» What you are asked to do:
Check the material that follows for the word "dropped" and say how many lines contain it, with no other words.

» Supplied entries:

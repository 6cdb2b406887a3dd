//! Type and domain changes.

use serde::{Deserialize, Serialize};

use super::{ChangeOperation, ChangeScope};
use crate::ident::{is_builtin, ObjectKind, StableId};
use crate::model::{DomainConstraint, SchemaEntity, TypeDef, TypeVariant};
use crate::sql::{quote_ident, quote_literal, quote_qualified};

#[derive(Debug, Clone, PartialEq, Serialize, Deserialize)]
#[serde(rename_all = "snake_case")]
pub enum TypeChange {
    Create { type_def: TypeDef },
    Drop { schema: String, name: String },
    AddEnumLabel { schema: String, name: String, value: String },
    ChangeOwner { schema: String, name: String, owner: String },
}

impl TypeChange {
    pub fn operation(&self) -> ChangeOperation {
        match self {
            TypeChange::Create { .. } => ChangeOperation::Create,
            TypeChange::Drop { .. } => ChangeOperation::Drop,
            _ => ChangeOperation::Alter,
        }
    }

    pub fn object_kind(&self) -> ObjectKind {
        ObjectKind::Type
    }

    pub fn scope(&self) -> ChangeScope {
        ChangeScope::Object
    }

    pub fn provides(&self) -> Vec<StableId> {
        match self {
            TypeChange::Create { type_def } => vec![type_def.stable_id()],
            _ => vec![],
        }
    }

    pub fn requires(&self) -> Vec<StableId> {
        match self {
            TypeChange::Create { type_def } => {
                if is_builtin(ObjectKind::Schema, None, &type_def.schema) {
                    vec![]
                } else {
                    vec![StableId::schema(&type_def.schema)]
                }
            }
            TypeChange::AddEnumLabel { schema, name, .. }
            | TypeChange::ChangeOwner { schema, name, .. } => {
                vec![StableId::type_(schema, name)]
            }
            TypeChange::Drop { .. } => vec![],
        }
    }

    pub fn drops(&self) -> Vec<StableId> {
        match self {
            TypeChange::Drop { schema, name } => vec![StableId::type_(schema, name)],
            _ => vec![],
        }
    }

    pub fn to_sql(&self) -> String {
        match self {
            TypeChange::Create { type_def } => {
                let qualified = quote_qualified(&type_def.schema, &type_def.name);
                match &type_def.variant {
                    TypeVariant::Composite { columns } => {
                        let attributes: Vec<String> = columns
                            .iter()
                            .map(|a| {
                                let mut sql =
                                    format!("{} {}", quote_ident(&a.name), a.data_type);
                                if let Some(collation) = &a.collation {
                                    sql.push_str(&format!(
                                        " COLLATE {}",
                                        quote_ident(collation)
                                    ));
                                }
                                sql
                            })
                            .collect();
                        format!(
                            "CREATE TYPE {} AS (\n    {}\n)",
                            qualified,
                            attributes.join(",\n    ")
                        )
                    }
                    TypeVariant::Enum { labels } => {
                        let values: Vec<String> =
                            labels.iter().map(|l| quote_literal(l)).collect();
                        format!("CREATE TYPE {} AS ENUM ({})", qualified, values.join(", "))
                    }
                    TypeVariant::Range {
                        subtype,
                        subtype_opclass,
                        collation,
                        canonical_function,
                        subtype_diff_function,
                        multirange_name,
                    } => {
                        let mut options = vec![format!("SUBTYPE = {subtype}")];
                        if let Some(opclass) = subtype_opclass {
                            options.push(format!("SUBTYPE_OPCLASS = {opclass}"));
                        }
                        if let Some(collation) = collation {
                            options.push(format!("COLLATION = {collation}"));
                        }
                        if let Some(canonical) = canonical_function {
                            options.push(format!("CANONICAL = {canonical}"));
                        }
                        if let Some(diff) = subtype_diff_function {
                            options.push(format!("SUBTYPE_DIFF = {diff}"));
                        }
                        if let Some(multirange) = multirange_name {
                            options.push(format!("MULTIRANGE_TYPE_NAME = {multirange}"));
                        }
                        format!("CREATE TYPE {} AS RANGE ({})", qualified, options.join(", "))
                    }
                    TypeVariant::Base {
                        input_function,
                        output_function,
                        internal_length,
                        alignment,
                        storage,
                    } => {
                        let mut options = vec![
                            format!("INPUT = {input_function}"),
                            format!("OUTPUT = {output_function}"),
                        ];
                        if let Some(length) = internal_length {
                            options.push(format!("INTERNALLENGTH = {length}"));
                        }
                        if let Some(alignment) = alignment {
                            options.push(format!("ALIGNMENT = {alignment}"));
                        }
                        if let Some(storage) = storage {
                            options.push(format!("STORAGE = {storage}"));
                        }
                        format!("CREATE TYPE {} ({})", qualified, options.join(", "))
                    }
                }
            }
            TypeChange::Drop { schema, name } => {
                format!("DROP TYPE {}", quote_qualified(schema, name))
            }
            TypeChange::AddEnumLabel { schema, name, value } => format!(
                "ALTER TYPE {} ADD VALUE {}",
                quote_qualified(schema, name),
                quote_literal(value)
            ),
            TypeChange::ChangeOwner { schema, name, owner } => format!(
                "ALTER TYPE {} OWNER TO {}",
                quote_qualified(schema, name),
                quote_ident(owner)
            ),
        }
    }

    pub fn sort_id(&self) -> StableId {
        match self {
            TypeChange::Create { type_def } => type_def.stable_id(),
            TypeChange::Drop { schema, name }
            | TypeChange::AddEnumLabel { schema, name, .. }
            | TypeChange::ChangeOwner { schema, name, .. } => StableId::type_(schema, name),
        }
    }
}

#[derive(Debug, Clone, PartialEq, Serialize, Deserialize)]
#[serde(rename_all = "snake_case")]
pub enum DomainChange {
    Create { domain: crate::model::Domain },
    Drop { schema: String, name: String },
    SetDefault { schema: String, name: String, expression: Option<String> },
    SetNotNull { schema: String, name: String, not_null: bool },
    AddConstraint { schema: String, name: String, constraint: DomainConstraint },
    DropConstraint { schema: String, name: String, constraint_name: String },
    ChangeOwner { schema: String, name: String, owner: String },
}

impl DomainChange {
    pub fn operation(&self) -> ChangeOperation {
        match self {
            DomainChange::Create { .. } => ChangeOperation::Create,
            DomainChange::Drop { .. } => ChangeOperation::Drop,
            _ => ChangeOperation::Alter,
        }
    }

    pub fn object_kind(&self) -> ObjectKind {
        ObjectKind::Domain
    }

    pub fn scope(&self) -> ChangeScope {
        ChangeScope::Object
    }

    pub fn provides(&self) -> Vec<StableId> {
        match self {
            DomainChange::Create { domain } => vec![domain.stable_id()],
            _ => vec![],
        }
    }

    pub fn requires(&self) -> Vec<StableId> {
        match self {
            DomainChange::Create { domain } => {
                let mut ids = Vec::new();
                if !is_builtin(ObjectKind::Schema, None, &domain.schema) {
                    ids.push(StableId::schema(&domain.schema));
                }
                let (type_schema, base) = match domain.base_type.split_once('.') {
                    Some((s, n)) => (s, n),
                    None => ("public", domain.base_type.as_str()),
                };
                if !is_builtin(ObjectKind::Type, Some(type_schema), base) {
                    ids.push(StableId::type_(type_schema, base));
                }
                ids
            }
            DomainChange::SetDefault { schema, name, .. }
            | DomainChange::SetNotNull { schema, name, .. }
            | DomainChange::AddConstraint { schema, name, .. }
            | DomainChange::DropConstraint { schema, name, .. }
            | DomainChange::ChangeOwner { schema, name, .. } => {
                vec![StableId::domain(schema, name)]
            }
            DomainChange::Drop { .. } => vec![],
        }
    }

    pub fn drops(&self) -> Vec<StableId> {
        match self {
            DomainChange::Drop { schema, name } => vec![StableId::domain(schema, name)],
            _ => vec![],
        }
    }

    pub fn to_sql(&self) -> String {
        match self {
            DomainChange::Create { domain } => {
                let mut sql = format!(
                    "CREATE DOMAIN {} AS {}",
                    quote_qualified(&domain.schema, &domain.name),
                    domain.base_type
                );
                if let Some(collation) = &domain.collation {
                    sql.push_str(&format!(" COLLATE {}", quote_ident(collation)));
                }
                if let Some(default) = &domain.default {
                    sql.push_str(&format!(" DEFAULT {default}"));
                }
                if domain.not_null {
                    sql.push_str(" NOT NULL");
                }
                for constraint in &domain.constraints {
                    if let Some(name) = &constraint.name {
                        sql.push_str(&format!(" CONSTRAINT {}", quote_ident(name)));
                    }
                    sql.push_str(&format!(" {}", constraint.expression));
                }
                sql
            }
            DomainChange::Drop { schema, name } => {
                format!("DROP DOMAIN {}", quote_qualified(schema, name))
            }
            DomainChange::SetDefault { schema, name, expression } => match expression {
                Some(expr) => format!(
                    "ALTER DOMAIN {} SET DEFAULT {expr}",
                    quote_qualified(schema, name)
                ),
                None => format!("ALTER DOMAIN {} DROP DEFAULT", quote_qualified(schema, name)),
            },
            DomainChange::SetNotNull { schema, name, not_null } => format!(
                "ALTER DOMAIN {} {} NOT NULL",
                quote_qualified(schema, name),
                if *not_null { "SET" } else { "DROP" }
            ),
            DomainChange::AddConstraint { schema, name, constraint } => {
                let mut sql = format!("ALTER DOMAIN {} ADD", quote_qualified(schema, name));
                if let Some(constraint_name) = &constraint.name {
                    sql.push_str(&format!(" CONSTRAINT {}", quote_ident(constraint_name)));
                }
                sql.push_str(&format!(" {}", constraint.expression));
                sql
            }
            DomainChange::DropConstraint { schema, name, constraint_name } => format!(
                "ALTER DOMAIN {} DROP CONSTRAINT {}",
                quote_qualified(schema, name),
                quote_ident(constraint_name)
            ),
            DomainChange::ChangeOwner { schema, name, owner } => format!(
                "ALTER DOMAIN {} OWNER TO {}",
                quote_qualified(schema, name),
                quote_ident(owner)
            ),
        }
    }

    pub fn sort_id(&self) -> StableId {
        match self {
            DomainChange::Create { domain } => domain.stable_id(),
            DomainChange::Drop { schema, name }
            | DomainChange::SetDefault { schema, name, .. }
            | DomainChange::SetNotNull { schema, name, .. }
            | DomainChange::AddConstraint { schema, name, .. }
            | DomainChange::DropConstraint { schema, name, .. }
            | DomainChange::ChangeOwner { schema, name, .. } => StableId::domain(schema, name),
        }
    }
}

---

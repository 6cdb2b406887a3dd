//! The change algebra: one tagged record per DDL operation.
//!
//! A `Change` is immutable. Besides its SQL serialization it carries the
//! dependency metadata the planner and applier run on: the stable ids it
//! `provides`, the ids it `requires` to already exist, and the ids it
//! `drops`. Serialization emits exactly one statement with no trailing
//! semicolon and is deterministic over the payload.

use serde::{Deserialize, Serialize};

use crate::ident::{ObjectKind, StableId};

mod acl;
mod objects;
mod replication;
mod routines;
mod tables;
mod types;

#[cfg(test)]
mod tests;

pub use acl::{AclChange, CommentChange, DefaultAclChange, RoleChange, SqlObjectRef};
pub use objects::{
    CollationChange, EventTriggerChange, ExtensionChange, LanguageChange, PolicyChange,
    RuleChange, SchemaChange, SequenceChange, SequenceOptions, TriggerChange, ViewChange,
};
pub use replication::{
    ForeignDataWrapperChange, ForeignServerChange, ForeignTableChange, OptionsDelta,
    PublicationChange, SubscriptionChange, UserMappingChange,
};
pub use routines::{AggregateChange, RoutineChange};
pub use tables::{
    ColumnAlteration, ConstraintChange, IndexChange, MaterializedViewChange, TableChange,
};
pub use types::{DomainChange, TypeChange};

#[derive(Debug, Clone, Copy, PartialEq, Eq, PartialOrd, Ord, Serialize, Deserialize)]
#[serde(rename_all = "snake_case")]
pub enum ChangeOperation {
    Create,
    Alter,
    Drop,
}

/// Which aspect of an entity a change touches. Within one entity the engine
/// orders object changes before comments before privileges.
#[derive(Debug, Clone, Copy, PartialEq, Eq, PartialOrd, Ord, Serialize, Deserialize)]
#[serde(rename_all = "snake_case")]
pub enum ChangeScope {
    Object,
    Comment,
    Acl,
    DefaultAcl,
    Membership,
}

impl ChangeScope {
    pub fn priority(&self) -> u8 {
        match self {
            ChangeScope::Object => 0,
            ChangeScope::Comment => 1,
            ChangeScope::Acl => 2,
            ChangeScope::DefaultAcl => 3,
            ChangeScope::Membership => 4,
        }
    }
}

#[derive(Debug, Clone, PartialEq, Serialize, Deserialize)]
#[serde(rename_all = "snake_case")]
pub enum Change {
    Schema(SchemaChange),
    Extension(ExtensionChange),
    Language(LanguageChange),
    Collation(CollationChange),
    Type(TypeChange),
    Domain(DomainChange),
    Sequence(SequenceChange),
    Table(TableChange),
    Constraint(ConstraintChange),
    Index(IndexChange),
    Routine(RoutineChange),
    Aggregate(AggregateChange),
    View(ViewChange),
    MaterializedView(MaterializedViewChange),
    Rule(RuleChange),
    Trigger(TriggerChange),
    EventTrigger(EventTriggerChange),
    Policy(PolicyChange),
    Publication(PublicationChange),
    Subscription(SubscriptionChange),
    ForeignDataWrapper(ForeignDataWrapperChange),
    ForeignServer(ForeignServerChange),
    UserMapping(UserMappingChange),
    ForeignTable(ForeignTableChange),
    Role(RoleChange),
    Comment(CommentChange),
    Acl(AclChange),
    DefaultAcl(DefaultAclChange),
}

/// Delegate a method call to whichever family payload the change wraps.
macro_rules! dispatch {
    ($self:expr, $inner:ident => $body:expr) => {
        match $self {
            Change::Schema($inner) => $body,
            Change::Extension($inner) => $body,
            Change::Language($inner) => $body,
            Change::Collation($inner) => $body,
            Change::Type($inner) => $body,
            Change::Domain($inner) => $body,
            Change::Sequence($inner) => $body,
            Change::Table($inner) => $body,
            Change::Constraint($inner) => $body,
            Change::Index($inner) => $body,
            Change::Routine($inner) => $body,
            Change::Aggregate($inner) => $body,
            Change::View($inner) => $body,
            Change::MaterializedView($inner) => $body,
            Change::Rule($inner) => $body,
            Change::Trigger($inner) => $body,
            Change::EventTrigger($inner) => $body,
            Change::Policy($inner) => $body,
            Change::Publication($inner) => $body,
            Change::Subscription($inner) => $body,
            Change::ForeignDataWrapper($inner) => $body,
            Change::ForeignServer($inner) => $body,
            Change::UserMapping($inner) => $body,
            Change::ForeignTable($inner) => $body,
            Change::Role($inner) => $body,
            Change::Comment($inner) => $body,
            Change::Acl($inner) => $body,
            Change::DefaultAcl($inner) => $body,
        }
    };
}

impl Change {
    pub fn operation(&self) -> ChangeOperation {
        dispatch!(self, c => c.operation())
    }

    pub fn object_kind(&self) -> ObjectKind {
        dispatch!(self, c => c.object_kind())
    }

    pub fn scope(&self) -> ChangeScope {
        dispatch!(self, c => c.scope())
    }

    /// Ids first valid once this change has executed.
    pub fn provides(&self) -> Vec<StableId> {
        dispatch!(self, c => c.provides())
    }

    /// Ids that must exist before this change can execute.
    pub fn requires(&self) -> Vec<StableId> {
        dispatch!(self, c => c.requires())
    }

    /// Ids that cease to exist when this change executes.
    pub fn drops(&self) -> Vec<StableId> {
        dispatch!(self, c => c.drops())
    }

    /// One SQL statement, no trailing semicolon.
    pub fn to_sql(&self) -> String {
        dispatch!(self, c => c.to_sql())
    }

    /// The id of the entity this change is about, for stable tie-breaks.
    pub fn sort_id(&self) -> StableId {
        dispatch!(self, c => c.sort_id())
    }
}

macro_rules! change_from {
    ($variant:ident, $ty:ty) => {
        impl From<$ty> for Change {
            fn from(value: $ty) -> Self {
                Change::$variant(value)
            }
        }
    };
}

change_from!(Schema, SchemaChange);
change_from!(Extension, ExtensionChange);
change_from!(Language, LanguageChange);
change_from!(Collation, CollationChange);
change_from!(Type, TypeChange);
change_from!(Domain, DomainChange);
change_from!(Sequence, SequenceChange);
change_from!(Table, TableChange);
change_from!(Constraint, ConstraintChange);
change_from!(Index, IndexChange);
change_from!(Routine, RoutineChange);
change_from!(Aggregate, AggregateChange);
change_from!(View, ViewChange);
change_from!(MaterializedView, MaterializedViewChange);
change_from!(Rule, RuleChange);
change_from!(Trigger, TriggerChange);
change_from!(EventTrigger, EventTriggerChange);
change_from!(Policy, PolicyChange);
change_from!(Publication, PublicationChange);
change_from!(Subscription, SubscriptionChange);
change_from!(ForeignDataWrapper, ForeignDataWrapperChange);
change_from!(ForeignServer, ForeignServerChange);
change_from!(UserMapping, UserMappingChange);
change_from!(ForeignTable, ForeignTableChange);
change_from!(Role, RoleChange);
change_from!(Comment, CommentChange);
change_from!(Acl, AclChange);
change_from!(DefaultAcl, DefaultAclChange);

...

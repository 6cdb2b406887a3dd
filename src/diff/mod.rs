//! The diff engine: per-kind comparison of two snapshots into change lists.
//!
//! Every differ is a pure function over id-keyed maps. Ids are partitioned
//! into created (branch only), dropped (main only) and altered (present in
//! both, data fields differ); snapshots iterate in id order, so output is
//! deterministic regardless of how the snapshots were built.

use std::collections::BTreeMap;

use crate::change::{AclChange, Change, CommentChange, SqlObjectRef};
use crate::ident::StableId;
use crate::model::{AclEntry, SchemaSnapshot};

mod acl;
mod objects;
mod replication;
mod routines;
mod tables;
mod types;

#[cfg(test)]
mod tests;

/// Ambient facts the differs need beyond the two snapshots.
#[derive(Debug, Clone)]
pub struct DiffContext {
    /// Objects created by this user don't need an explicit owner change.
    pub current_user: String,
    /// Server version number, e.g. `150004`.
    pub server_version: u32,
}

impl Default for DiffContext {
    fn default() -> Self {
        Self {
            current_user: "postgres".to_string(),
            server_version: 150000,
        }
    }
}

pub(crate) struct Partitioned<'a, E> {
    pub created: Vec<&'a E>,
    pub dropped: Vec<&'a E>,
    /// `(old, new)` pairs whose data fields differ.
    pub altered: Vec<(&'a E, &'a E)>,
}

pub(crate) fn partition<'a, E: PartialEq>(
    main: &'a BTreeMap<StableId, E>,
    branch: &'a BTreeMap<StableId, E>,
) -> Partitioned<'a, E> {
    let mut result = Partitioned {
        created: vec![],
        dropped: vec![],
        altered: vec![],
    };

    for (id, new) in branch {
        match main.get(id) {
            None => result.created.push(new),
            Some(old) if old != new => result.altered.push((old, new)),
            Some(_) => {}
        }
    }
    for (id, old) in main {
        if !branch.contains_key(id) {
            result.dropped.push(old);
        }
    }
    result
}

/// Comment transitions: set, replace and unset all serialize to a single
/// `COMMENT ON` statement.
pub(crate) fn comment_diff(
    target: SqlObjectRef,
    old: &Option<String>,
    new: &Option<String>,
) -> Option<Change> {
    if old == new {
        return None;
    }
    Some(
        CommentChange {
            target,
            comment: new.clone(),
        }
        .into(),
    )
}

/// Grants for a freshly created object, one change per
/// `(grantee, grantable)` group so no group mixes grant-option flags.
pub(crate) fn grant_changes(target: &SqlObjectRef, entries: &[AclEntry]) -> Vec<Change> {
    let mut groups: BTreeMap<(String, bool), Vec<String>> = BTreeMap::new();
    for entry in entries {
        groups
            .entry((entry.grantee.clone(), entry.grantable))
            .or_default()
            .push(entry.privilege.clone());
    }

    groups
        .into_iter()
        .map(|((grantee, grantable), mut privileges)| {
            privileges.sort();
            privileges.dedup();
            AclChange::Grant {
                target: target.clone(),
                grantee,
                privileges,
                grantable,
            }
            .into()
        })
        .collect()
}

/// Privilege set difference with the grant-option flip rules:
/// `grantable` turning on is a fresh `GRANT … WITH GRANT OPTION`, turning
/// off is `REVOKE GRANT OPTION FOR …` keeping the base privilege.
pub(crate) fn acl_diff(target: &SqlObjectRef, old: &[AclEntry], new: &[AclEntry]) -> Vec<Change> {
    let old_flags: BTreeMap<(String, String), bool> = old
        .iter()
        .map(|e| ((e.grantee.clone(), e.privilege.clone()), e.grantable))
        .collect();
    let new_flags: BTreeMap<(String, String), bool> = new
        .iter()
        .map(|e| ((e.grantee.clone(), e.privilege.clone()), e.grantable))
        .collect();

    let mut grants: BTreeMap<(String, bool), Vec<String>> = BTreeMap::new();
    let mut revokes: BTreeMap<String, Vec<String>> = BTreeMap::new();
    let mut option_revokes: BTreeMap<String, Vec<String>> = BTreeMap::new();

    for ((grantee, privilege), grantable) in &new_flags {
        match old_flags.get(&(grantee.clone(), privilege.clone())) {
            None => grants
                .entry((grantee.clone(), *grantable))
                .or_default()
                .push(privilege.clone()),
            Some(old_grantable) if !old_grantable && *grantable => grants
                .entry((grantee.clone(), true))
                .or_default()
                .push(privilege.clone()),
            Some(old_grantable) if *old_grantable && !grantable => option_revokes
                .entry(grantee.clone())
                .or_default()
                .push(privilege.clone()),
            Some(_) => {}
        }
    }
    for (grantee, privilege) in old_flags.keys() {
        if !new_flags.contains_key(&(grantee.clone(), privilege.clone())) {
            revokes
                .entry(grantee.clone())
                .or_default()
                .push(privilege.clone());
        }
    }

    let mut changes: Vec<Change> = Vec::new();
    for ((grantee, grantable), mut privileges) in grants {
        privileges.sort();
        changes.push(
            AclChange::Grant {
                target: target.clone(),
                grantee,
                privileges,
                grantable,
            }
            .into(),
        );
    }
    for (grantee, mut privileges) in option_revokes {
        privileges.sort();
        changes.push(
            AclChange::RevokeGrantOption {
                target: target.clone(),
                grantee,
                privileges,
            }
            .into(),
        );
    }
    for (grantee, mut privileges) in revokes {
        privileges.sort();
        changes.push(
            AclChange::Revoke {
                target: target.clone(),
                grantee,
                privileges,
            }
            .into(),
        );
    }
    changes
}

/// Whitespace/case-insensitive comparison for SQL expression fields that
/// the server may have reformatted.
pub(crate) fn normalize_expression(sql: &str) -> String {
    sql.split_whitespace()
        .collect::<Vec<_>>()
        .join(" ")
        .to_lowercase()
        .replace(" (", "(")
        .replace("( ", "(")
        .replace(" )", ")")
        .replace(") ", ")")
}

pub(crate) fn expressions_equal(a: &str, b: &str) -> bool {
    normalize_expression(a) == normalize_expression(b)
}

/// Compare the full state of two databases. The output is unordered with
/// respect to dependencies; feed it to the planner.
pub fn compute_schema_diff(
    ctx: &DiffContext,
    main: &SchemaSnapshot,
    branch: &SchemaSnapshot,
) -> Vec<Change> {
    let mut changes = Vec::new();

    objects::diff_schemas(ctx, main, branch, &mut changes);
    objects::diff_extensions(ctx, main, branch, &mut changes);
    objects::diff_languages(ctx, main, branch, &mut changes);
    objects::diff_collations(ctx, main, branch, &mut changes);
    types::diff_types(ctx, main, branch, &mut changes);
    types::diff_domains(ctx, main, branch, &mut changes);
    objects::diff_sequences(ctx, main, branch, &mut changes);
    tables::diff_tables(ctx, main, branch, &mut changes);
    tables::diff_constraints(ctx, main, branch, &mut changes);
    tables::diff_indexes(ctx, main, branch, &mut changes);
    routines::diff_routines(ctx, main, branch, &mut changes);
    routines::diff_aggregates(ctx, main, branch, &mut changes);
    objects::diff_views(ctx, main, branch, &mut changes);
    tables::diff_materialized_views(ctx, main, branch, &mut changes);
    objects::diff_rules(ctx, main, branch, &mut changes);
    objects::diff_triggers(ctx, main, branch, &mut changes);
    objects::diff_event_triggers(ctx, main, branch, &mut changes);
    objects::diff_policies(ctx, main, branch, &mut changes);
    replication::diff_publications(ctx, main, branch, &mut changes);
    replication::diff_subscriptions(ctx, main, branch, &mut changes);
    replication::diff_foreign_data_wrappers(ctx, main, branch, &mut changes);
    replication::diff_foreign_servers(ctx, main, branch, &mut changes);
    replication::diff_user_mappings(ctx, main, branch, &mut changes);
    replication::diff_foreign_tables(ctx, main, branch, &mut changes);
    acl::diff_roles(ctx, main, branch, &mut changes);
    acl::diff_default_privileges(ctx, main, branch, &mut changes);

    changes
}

» Solved exercise:
4